(Stored data entries)
⟨
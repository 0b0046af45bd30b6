//! Queue event records

use chrono::{DateTime, Utc};
use serde::{Deserialize, Serialize};
use uuid::Uuid;

use crate::{DispatchError, DispatchResult};

/// An event waiting to be delivered by a dispatcher
#[derive(Debug, Clone, PartialEq, Serialize, Deserialize)]
#[serde(rename_all = "camelCase")]
pub struct QueueEvent {
    /// Unique event id
    pub id: Uuid,

    /// Creation time
    pub date: DateTime<Utc>,

    /// Identifier of the dispatcher expected to deliver this event
    pub dispatcher_id: String,

    /// Event name, e.g. `manifest_generated`
    pub name: String,

    /// Event-specific data
    #[serde(default)]
    pub payload: serde_json::Value,
}

impl QueueEvent {
    /// Create a new event stamped with a fresh id and the current time
    pub fn new(dispatcher_id: impl Into<String>, name: impl Into<String>) -> Self {
        Self {
            id: Uuid::new_v4(),
            date: Utc::now(),
            dispatcher_id: dispatcher_id.into(),
            name: name.into(),
            payload: serde_json::Value::Null,
        }
    }

    /// Attach a payload
    pub fn with_payload(mut self, payload: serde_json::Value) -> Self {
        self.payload = payload;
        self
    }

    /// Serialize for persistence
    pub fn to_bytes(&self) -> DispatchResult<Vec<u8>> {
        serde_json::to_vec(self).map_err(|e| DispatchError::InvalidPayload {
            message: format!("Failed to serialize event {}: {}", self.id, e),
        })
    }

    /// Restore a previously persisted event
    pub fn from_bytes(data: &[u8]) -> DispatchResult<Self> {
        serde_json::from_slice(data).map_err(|e| DispatchError::InvalidPayload {
            message: format!("Failed to decode persisted event: {}", e),
        })
    }
}
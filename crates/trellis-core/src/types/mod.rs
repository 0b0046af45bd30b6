//! Core configuration model.
//!
//! This module provides the value types a project description is built from:
//! - File selectors (globs and folder references)
//! - Package references and their version requirements
//! - Dependency sets with product and deployment overrides

pub mod dependencies;
pub mod file_selector;
pub mod package;
pub mod path;
pub mod platform;
pub mod requirement;

// Re-export all public types
pub use dependencies::DependencySet;
pub use file_selector::{FileList, FileSelector};
pub use package::PackageSpec;
pub use path::PathValue;
pub use platform::{DeploymentDevice, DeploymentTarget, ProductType};
pub use requirement::PackageRequirement;
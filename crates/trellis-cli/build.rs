use std::env;
use std::process::Command;

fn main() {
    let build_date = chrono::Utc::now().format("%Y-%m-%d").to_string();
    println!("cargo:rustc-env=TRELLIS_BUILD_DATE={}", build_date);

    // Cargo tells build scripts which compiler it is using
    let rustc = env::var("RUSTC").unwrap_or_else(|_| "rustc".to_string());
    let rustc_version = Command::new(rustc)
        .arg("--version")
        .output()
        .ok()
        .filter(|output| output.status.success())
        .map(|output| String::from_utf8_lossy(&output.stdout).trim().to_string())
        .unwrap_or_else(|| "unknown".to_string());
    println!("cargo:rustc-env=TRELLIS_RUSTC_VERSION={}", rustc_version);

    let target = env::var("TARGET").unwrap_or_else(|_| "unknown".to_string());
    println!("cargo:rustc-env=TRELLIS_TARGET={}", target);

    println!("cargo:rerun-if-changed=build.rs");
}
⟩
Work required -
Check the data for the word "println" and pull out the lines that have it.

Finished exercise -
    println!("cargo:rustc-env=TRELLIS_BUILD_DATE={}", build_date);
    println!("cargo:rustc-env=TRELLIS_RUSTC_VERSION={}", rustc_version);
    println!("cargo:rustc-env=TRELLIS_TARGET={}", target);
    println!("cargo:rerun-if-changed=build.rs");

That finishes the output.